A slice of BIM response

I don't normally do this, but my email subscribers rarely venture onto my blog, so I thought I'd repost a comment to my pizza post. Josh, thanks for the comments and paypal me an invoice for your pizza lunch. I'd be happy to buy you lunch since it was my post that got you hungry in the first place.

Josh Moore, July 23, 2009 10:27 AM

Nice post...here's my thoughts about BIM/Revit in schools. I'm all for it. Personally, I graduated from the University of Oklahoma in 2007, and although I do envy those with mad hand drawing skills, I can speak for myself, and I think many of my classmates when I say that a good knowledge of Revit during school would have been a tremendous advantage in Studio.

For me, I would take a expert Revit skills over expert drawing skills any day.
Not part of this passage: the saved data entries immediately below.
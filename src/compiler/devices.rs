// ============================================================================
// File: src/compiler/devices.rs
// ----------------------------------------------------------------------------
// Display, audio, virtio, shared-folder and disk blocks.
// ============================================================================

use std::path::Path;

use crate::config::{Display, DisplayMode, MountEntry, Virtio};

use super::{Block, BlockKind};

/// VNC display index; every VM on the host binds the same one
const VNC_DISPLAY: &str = ":0";

const SPICE_AGENT_CHANNEL: &str = "com.redhat.spice.0";

/// Display block; unknown or absent modes yield a headless VM
pub(super) fn display_block(display: &Display, spice_socket: &Path) -> Block {
    let args: Vec<String> = match display.mode {
        DisplayMode::Sdl | DisplayMode::Gtk => {
            let backend = if display.mode == DisplayMode::Sdl {
                "sdl"
            } else {
                "gtk"
            };
            if display.gl {
                vec![
                    "-device".into(),
                    "virtio-vga,virgl=on".into(),
                    "-display".into(),
                    format!("{backend},gl=on,show-cursor=on"),
                ]
            } else {
                vec!["-display".into(), format!("{backend},show-cursor=off")]
            }
        }
        DisplayMode::Spice => {
            let gl = if display.gl { ",gl=on" } else { "" };
            vec![
                "-vga".into(),
                "qxl".into(),
                "-spice".into(),
                format!(
                    "addr={},disable-ticketing=on,unix=on{gl}",
                    spice_socket.display()
                ),
                "-device".into(),
                "virtio-serial".into(),
                "-chardev".into(),
                "spicevmc,id=vdagent,name=vdagent".into(),
                "-device".into(),
                format!("virtserialport,chardev=vdagent,name={SPICE_AGENT_CHANNEL}"),
            ]
        }
        DisplayMode::Vnc => vec!["-vnc".into(), VNC_DISPLAY.into()],
        DisplayMode::None => headless_args(),
    };
    Block::new(BlockKind::Display, args)
}

pub(super) fn headless_args() -> Vec<String> {
    vec!["-display".into(), "none".into()]
}

pub(super) fn audio_block() -> Block {
    Block::new(
        BlockKind::Audio,
        ["-device", "intel-hda", "-device", "hda-duplex"],
    )
}

pub(super) fn virtio_blocks(virtio: &Virtio) -> Vec<Block> {
    let mut blocks = Vec::new();
    if virtio.rng_enabled() {
        blocks.push(Block::new(
            BlockKind::Rng,
            [
                "-object",
                "rng-random,id=rng0,filename=/dev/urandom",
                "-device",
                "virtio-rng-pci,rng=rng0",
            ],
        ));
    }
    if virtio.balloon {
        blocks.push(Block::new(BlockKind::Balloon, ["-device", "virtio-balloon"]));
    }
    blocks
}

pub(super) fn mount_blocks(mounts: &[MountEntry]) -> impl Iterator<Item = Block> + '_ {
    mounts.iter().enumerate().map(|(index, mount)| {
        Block::new(
            BlockKind::Mount,
            vec![
                "-virtfs".to_string(),
                format!(
                    "local,path={},mount_tag={},security_model=mapped-xattr",
                    mount.host(),
                    mount.tag(index)
                ),
            ],
        )
    })
}

pub(super) fn disk_blocks(disks: &[String]) -> impl Iterator<Item = Block> + '_ {
    disks.iter().map(|disk| {
        Block::new(
            BlockKind::Disk,
            vec!["-drive".to_string(), format!("file={disk},media=disk")],
        )
    })
}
I mean, that's why we moved to AutoCAD from Hand drafting in the first place, right? You can get so much more done, and it's much more precise and meaningful the hand drawing could ever be.

I think, in order to keep up with competition and build the best buildings possible, teaching students how to use BIM softwares (not just Revit), is vital.

I don't mean to get on my soap box, but I think as architects, we are taught, and caught up in "conceptualizing" in school. I have nothing against having a concept, but I just think that with all of the Codes we have to follow, at the same time be energy mindful, and all of the other things we HAVE TO DO to get the building built, I am of the opinion that a concept should revolve more around the function of the building, than the aesthetic form. We could get in the whole debate of Form follows funtion or the other way around, but I think we spend way too much time thinking conceptually in school (at least mine), than learning the necessary tools to be a good architect (including BIM/Sustainability software).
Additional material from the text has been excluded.